18. The leading authority on this aspect of the law is the celebrated case of Donoghue v Stevenson [1932] AC 562. The facts in that case were that the plaintiff averred that he had suffered injury as a result of seeing and drinking contaminated contents of a bottle of ginger beer manufactured by the respondent and bought from him by the owner of a café, from whom in turn, it had been bought by a friend of the plaintiff. The House of Lords, by a bare majority, held that if the plaintiff could prove that which she averred, then she could have a good cause of action. The decision in the above case by the House of Lords, established two propositions (1) that negligence is a distinct tort and (2) that the absence of privity of contract between a plaintiff and a defendant does not preclude liability in tort. It is also, of course, an undisputable authority for the proposition that manufacturers of products owe a duty of care to the ultimate consumer or user. Although it has sometimes been said that the ratio decidendi of the case is limited to this proposition, it is now clear however, the case is an authority for something more.
19. As Lord Normand said in London Graving Dock Company v Horton [1951] AC 73726 that:
“The argument for the defender [in the Donoghue v Stevenson case] was that there were certain relationships such as physical proximity or contract which alone give rise to duties in law of quasi – delicit or tort, and that the relationship between the defender and the pursuer [the plaintiff] was not one of them. The decision was that the categories of negligence are not closed and that the duties of care are owed, not only to physical neighbours but anyone who is ‘my neighbour’ in the wider sense as stated by Lord Atkin’’
Thus, the case of Donoghue v Stevenson is an authority for opening up new categories of liability but not for disregarding existing ones. The ‘neighbour principle’ was formulated by Lord Atkin as a proposition, but has now become widely accepted as the bench mark on the tort of negligence. Having referred to examples of specific situations or relations in which a duty had been held to exist Lord Atkin stated in Donoghue v Stevenson’.
“In this way it can be ascertained at any time whether the law recognizes a duty, but only where the case can be referred to some particular species which has been examined and classified. And yet the duty which is common to all the cases where liability is established must logically be based upon some element common to the cases where it is found to exist. To seek a complete logical definition of the general principle is probably to go beyond the function of a judge…There must be and is, some general conception of relations giving rise to a duty of care of which the particular cases found in books are but instances…The liability for negligence, whether you style it such, or treat it as in other systems as species of culpa is no doubt based upon the general public sentiment of moral wrongdoing for which the offender must pay. But acts or omissions which any moral code would censure cannot in a practical world be treated so as to give a right to every person injured by them to demand relief. In this way rules of law arise which limit the range of complains and the extent of their remedy. The rule that you are to love your neighbour becomes in law, you must not injure your neighbour, and the lawyer’s question ‘who is my neighbour’ receives a restricted reply. You must take reasonable care to avoid acts or omissions which you can reasonably foresee would be likely to injure your neighbour. The answer seems to be – persons who are closely and directly affected by my act that I ought reasonably to have them in contemplation as being so affected when I am directing my mind to the acts or omissions which are called in question”. (Emphasis added).
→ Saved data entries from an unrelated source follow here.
impl PresentChain for OffscreenChain {
    fn acquire_next_image(
        &self,
        _timeout_ns: u64,
        signal: vk::Semaphore,
    ) -> std::result::Result<(u32, bool), vk::Result> {
        if let Some(error) = self.acquire_error.get() {
            return Err(error);
        }

        let signal = [signal];
        let submit = vk::SubmitInfo::builder().signal_semaphores(&signal);
        unsafe {
            self.device
                .queue_submit(self.queue, &[submit.build()], vk::Fence::null())?
        };

        let index = self.next.get();
        self.next.set((index + 1) % self.image_count);
        Ok((index, false))
    }

    fn present(
        &self,
        queue: vk::Queue,
        image_index: u32,
        wait_semaphores: &[vk::Semaphore],
    ) -> std::result::Result<bool, vk::Result> {
        let stages = vec![vk::PipelineStageFlags::ALL_COMMANDS; wait_semaphores.len()];
        let submit = vk::SubmitInfo::builder()
            .wait_semaphores(wait_semaphores)
            .wait_dst_stage_mask(&stages);
        unsafe {
            self.device
                .queue_submit(queue, &[submit.build()], vk::Fence::null())?
        };

        self.presented.borrow_mut().push(image_index);
        Ok(false)
    }
}

#[test]
fn scheduler_stays_within_buffering_depth() -> Result<()> {
    let Some(ctx) = headless() else { return Ok(()) };
    let chain = OffscreenChain::new(&ctx, 3);
    let mut scheduler: FrameScheduler = FrameScheduler::new(&ctx, TIMEOUT_NS)?;
    let depth = scheduler.buffering_depth();

    for frame in 0..8u64 {
        let context = scheduler.begin_frame(&chain)?;
        assert_eq!(context.frame_number, frame);
        assert_eq!(context.slot_index, frame as usize % depth);
        assert!(scheduler.in_flight() <= depth - 1);

        scheduler.end_frame(&chain)?;
        assert!(scheduler.in_flight() <= depth);
    }

    assert_eq!(scheduler.frame_count(), 8);
    assert_eq!(*chain.presented.borrow(), vec![0, 1, 2, 0, 1, 2, 0, 1]);
    Ok(())
}

#[test]
fn deeper_scheduler_keeps_the_same_bound() -> Result<()> {
    let Some(ctx) = headless() else { return Ok(()) };
    let chain = OffscreenChain::new(&ctx, 2);
    let mut scheduler = FrameScheduler::<3>::new(&ctx, TIMEOUT_NS)?;

    for _ in 0..9 {
        scheduler.begin_frame(&chain)?;
        assert!(scheduler.in_flight() <= 2);
        scheduler.end_frame(&chain)?;
    }
    assert_eq!(scheduler.buffering_depth(), 3);
    Ok(())
}

#[test]
fn scheduler_rejects_out_of_order_calls() -> Result<()> {
    let Some(ctx) = headless() else { return Ok(()) };
    let chain = OffscreenChain::new(&ctx, 2);
    let mut scheduler: FrameScheduler = FrameScheduler::new(&ctx, TIMEOUT_NS)?;

    assert!(matches!(
        scheduler.end_frame(&chain),
        Err(FrameError::InvalidState(_))
    ));

    scheduler.begin_frame(&chain)?;
    assert!(matches!(
        scheduler.begin_frame(&chain),
        Err(FrameError::InvalidState(_))
    ));

    // The frame begun first can still be finished
    scheduler.end_frame(&chain)?;
    assert_eq!(scheduler.frame_count(), 1);
    assert_eq!(chain.presented.borrow().len(), 1);
    Ok(())
}

#[test]
fn acquire_failures_surface_as_typed_frame_errors() -> Result<()> {
    let Some(ctx) = headless() else { return Ok(()) };

    let cases = [
        (vk::Result::ERROR_OUT_OF_DATE_KHR, FrameError::OutOfDate),
        (vk::Result::TIMEOUT, FrameError::AcquireTimeout),
        (vk::Result::ERROR_DEVICE_LOST, FrameError::DeviceLost),
    ];
    for (result, expected) in cases {
        // A scheduler that returned an error is not driven again
        let mut scheduler: FrameScheduler = FrameScheduler::new(&ctx, TIMEOUT_NS)?;
        let chain = OffscreenChain::failing(&ctx, result);
        assert_eq!(scheduler.begin_frame(&chain).err(), Some(expected));
        assert_eq!(scheduler.frame_count(), 0);
    }
    Ok(())
}
// Paced renderer core
//
// Device selection, swapchain, owning GPU handles, pipeline building,
// multi-buffered frame pacing and synchronous uploads on top of ash.

pub mod backend;
pub mod config;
20. The law further requires that the plaintiff must show that the defendant was actually in breach of his duty to the plaintiff and further that the breach must take the form of an act or omission on the part of the defendant which falls short of the expected standard of discharge of such duty. Negligence as a tort is only actionable if actual damage is proved. Negligence alone does not give a cause of action, damage alone does not give a cause of action, the two must co – exist.
21. Accordingly, the learned author WVH Rodgers,Winfield and Jolowicz on tort 17th Edition Sweet and Maxwell, 2006 at 132 stated the essential elements of actionable negligence are as follows:-
a) There must be a duty to take care owed to the plaintiff
b) There must be a breach of that duty
c) There must be damage suffered by the plaintiff resulting from the breach of duty.
22. In order for a plaintiff to succeed on the tort of negligence against a defendant he or she must prove that the damages heor she suffered was or were a direct result of the defendant’snegligence.
23. It is already an established fact that that on 8th February, 2008 there was head on collision accident between the suit vehicle and KAH 967Z and that the plaintiff was a passenger aboard the suit vehicle. It is also admitted that the accident occurred along Wote-Makindu Road. This leads me straight to the issue of negligence.
24. The burden to prove that there was negligence is on the plaintiff as per S.107, 108 and 109 of the evidence Act. To discharge that burden and relevant to this issue the plaintiff who was the passenger of the suit vehicle that was involved in the accident testified. He was therefore an eye witness. He told the court that the driver was driving at reasonable speed and he had no concern with the speed.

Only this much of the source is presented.